**WHAT IS BEING ASKED**
Some of the lines below need repeating. Reproduce exactly those between the lines holding "fetched = fetch_all(remote, &job)" and "if report.fetch_failures >", inclusive.

**RECORDS SUPPLIED**
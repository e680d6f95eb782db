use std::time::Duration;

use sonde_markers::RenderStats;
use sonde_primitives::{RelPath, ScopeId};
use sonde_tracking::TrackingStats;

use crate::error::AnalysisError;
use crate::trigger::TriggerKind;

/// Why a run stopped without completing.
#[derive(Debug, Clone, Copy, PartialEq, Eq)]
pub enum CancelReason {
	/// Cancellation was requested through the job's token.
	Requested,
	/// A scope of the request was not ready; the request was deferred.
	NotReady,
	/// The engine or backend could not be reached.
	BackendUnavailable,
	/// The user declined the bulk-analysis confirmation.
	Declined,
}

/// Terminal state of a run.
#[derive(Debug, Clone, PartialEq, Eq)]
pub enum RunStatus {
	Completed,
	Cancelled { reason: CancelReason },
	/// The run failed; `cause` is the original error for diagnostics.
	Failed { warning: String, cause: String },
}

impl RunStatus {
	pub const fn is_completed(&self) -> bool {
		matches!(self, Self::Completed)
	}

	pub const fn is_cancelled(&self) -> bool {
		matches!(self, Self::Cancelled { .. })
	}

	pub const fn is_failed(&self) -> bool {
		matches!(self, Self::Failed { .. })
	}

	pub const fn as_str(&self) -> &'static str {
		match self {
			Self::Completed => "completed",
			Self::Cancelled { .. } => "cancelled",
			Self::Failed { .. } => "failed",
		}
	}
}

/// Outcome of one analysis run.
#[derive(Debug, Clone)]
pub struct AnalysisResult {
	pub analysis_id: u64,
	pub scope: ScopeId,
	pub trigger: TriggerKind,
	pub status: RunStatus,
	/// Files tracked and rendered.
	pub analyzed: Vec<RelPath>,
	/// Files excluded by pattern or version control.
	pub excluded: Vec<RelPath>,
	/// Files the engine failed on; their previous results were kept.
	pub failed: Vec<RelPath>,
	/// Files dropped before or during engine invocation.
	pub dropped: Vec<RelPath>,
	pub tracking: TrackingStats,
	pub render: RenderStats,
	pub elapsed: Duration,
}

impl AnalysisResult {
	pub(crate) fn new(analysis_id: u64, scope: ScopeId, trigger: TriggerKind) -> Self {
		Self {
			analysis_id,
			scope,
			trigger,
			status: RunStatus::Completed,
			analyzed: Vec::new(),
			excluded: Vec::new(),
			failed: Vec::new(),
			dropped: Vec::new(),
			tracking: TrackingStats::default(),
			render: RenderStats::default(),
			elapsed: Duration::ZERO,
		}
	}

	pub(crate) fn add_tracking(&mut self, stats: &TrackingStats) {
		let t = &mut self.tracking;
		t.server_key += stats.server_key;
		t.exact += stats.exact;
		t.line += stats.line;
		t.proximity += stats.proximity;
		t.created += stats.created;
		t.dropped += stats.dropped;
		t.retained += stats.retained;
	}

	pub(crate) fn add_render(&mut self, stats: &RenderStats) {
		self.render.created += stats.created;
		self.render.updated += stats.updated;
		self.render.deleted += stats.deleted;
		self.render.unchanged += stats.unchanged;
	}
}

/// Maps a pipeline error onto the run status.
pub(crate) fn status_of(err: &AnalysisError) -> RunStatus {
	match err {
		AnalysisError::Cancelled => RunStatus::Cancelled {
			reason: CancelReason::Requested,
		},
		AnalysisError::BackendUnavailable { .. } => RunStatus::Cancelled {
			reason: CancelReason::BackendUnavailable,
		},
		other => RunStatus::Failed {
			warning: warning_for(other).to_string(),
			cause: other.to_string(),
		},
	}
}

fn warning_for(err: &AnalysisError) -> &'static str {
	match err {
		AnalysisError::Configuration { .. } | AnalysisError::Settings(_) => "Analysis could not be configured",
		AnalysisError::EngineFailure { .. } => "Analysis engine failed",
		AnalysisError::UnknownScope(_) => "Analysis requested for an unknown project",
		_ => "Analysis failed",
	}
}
==
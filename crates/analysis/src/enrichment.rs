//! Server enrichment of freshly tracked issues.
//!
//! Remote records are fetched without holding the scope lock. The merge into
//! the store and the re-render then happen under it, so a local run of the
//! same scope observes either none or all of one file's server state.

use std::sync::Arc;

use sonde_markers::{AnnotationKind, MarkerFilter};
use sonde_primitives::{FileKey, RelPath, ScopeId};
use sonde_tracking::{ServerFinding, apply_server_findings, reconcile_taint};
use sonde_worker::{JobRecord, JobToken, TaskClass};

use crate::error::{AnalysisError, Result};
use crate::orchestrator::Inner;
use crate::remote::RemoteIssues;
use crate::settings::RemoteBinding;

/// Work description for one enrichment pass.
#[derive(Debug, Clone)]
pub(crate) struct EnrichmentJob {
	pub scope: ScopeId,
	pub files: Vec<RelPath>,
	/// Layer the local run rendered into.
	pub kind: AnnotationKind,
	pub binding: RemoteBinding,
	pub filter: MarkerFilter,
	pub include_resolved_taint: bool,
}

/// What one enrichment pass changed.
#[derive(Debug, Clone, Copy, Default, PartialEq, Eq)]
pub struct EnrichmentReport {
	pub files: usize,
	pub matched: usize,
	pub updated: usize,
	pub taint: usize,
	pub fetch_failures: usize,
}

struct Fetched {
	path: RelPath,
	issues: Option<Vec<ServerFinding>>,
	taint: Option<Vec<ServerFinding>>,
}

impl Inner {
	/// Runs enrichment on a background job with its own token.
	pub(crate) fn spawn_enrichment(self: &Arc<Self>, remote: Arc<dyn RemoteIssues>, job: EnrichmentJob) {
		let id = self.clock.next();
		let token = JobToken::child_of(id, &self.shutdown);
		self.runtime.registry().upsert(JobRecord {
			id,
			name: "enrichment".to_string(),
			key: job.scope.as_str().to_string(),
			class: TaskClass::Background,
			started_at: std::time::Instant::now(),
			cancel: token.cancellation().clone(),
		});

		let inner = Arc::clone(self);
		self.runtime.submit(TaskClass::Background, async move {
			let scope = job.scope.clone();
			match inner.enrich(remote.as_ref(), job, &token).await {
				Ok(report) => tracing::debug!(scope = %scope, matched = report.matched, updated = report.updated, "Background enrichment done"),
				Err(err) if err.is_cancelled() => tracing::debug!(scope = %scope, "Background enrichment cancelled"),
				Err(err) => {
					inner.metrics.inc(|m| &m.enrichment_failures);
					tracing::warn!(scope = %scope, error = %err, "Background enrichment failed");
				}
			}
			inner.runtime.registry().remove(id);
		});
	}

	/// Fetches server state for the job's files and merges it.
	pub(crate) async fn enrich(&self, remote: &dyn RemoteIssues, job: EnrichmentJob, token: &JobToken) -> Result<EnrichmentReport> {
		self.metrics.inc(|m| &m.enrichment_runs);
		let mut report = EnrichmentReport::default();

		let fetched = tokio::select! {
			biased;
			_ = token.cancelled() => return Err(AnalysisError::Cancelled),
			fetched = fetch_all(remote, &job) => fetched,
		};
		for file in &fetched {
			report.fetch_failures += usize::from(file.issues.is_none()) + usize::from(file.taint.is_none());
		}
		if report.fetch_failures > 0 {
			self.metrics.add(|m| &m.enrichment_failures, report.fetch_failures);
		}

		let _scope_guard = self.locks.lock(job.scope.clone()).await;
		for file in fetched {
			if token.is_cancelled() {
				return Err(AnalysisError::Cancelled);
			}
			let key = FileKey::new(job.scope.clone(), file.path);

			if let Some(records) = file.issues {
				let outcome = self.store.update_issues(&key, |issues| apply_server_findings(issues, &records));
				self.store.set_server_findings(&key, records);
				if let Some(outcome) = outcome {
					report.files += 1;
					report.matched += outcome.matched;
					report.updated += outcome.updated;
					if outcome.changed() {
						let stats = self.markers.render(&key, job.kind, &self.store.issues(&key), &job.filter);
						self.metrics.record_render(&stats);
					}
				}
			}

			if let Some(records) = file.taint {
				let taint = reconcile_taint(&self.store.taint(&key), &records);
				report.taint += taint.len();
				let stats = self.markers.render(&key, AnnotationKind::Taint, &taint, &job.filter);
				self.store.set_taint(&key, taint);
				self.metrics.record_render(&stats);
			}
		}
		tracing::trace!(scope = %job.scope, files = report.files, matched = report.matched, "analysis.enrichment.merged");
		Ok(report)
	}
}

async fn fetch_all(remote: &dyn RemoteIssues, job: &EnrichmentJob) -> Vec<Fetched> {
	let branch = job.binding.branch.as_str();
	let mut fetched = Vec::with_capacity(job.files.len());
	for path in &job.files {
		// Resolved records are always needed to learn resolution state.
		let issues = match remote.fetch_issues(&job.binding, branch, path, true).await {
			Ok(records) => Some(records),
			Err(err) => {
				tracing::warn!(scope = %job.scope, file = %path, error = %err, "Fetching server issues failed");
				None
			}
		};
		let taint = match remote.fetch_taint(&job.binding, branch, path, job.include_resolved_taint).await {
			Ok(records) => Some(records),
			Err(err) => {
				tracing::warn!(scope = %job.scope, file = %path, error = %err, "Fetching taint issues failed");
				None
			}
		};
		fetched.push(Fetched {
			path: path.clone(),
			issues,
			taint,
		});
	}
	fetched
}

**COMPLETED EXERCISE**
			fetched = fetch_all(remote, &job) => fetched,
		};
		for file in &fetched {
			report.fetch_failures += usize::from(file.issues.is_none()) + usize::from(file.taint.is_none());
		}
		if report.fetch_failures > 0 {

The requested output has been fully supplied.